[INFORMATION SHOWN Boundary: Start]
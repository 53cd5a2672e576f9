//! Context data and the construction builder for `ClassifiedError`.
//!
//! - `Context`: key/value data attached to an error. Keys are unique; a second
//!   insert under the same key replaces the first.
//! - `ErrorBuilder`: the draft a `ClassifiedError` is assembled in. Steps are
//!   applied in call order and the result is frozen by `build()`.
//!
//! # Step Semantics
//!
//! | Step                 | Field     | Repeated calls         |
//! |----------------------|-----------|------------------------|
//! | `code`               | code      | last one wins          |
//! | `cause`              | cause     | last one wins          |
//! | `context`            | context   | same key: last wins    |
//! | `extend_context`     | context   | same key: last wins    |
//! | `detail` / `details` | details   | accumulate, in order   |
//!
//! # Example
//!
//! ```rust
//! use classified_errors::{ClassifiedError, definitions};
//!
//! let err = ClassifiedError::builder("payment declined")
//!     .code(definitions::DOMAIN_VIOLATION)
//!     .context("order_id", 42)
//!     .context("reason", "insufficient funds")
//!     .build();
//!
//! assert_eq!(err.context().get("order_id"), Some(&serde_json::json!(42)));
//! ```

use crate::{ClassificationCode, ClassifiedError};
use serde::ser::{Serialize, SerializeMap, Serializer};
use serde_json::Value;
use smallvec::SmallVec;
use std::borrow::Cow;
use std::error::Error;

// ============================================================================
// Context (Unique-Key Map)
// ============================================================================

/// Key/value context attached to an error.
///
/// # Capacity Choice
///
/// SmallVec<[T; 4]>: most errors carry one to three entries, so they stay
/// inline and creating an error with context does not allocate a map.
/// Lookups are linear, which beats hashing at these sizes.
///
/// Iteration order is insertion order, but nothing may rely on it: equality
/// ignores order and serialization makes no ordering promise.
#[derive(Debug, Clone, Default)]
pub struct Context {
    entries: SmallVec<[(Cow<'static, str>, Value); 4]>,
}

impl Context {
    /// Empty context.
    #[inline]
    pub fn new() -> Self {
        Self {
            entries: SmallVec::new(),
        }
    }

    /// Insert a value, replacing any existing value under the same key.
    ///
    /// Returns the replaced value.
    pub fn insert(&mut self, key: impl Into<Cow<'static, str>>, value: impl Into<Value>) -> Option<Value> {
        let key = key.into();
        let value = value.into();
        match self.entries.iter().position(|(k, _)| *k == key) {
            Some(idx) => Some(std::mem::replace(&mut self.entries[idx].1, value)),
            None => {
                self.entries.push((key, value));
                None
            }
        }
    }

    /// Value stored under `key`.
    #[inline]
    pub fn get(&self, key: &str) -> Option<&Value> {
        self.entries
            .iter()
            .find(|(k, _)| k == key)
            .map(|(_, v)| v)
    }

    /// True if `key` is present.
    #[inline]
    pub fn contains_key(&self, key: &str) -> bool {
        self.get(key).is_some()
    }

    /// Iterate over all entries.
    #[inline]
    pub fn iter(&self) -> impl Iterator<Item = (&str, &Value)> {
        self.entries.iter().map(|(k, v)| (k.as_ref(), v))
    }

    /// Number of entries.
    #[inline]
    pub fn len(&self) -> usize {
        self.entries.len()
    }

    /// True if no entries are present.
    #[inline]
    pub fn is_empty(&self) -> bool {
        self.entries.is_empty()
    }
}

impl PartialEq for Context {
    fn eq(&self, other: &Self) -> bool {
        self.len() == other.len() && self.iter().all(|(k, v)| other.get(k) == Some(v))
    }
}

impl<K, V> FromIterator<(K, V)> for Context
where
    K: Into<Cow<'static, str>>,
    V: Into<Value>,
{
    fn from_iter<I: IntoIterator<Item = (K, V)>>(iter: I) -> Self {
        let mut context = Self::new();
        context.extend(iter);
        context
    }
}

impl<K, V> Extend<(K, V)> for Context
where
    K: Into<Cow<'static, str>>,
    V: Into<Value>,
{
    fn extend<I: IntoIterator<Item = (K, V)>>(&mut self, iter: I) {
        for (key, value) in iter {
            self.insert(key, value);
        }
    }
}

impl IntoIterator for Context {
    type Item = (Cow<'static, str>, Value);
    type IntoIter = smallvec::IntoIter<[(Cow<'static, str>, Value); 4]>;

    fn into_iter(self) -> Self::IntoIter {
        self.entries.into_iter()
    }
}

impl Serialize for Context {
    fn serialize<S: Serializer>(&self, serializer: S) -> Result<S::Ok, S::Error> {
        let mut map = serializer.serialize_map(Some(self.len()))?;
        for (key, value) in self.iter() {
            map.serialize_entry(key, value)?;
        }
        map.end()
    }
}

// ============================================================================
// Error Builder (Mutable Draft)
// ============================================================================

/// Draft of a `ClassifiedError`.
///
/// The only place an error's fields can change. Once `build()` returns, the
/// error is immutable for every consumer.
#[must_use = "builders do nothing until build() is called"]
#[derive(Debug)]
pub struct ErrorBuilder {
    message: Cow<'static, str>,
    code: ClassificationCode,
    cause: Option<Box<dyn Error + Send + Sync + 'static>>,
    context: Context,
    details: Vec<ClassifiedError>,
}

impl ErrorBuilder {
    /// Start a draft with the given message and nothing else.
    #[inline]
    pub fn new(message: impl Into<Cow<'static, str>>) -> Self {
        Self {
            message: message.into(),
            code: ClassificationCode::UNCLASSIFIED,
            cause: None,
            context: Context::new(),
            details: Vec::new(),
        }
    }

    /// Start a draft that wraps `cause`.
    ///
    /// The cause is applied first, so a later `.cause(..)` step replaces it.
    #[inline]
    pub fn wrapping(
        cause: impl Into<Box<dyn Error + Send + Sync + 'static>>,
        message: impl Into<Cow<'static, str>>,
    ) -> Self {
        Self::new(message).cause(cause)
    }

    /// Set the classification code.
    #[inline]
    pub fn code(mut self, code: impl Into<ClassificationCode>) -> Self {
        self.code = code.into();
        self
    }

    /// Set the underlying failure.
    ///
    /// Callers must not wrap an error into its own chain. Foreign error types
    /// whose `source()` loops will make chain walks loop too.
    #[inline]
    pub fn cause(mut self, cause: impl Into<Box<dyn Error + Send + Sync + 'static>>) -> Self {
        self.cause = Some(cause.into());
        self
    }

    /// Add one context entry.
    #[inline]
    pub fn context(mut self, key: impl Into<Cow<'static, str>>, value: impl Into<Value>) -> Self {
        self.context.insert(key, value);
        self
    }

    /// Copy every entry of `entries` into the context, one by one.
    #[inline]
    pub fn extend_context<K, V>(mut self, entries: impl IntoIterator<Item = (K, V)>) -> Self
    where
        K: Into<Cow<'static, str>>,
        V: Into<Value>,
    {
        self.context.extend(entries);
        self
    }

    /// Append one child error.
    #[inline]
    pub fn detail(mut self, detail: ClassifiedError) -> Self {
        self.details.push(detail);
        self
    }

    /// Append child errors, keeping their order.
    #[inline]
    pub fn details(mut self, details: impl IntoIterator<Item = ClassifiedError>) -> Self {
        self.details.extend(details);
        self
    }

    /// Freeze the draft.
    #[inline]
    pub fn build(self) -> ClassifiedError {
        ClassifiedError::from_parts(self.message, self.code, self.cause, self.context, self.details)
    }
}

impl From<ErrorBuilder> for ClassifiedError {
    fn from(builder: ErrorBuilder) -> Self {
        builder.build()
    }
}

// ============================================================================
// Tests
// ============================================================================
[INFORMATION SHOWN Boundary: End]
[INFORMATION SHOWN Boundary: Start]
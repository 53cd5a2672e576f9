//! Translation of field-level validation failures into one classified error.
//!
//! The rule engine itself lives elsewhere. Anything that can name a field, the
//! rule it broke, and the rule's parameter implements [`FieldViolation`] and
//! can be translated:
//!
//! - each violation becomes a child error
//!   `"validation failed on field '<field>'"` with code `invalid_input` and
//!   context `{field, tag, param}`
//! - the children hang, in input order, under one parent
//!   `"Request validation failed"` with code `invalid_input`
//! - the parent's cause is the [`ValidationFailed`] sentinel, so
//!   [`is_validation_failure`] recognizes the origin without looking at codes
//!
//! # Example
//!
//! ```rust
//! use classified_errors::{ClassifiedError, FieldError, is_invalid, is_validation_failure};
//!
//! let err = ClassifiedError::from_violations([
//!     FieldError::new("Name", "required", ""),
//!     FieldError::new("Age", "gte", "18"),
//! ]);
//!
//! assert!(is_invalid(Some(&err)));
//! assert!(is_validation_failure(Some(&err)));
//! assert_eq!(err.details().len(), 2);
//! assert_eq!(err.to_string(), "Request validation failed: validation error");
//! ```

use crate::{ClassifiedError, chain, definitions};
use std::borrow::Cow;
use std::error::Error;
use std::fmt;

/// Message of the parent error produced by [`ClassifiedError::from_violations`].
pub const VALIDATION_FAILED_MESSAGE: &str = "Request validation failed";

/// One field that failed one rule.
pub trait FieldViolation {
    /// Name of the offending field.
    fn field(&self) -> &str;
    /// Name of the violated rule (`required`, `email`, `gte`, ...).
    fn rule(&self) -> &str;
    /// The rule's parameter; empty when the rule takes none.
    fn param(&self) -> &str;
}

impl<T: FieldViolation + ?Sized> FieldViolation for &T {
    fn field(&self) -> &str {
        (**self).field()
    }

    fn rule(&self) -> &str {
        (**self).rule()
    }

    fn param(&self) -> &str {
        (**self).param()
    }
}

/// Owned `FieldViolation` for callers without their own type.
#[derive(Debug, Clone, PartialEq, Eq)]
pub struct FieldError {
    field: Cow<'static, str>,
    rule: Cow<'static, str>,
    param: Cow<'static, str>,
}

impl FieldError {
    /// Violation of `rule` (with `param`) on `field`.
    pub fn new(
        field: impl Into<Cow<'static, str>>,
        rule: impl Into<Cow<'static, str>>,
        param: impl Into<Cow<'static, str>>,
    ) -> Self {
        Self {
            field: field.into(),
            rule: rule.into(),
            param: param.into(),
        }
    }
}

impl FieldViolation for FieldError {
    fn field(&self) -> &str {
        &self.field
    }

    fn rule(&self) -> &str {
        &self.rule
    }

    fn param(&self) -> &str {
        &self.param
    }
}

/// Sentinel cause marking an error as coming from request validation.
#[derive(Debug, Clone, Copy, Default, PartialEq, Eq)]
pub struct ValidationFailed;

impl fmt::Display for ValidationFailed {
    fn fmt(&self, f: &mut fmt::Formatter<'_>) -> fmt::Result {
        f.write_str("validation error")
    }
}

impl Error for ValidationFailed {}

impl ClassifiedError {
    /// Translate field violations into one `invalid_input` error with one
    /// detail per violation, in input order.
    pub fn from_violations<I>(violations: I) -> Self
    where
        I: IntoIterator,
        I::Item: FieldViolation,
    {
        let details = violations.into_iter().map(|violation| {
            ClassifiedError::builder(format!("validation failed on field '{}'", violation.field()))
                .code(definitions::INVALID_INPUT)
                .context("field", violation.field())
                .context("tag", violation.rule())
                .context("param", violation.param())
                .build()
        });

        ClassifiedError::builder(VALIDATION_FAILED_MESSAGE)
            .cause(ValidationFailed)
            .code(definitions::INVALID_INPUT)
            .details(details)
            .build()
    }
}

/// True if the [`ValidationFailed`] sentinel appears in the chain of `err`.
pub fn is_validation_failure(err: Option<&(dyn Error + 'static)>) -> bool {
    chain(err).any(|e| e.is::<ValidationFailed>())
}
[INFORMATION SHOWN Boundary: End]
### EXERCISE OBJECTIVE
The answer is to be a bare number, showing how many lines of the records contain "FieldViolation".

### SOLUTION FOR THIS EXERCISE
6